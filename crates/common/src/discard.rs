use core::fmt;
use serde::{Deserialize, Serialize};

/// Reason code passed to listeners when telemetry items are dropped.
#[derive(Debug, Clone, Copy, PartialEq, Eq, Hash, Serialize, Deserialize)]
#[serde(rename_all = "snake_case")]
#[repr(u8)]
pub enum DiscardReason {
    Unknown = 0,
    /// The endpoint rejected the items with a status that will not be retried.
    NonRetryableStatus = 1,
    /// The item failed validation before entering the pipeline.
    InvalidEvent = 2,
    SizeLimitExceeded = 3,
    KillSwitch = 4,
    QueueFull = 5,
}

impl DiscardReason {
    pub const fn code(self) -> u8 {
        self as u8
    }
}

impl fmt::Display for DiscardReason {
    fn fmt(&self, f: &mut fmt::Formatter<'_>) -> fmt::Result {
        match self {
            Self::Unknown => write!(f, "unknown"),
            Self::NonRetryableStatus => write!(f, "non-retryable status"),
            Self::InvalidEvent => write!(f, "invalid event"),
            Self::SizeLimitExceeded => write!(f, "size limit exceeded"),
            Self::KillSwitch => write!(f, "kill switch"),
            Self::QueueFull => write!(f, "queue full"),
        }
    }
}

──────────

■ GOAL OF THE EXERCISE
Search the data above for "KillSwitch" and copy every line where it turns up.

■ PROBLEM SOLUTION
    KillSwitch = 4,
            Self::KillSwitch => write!(f, "kill switch"),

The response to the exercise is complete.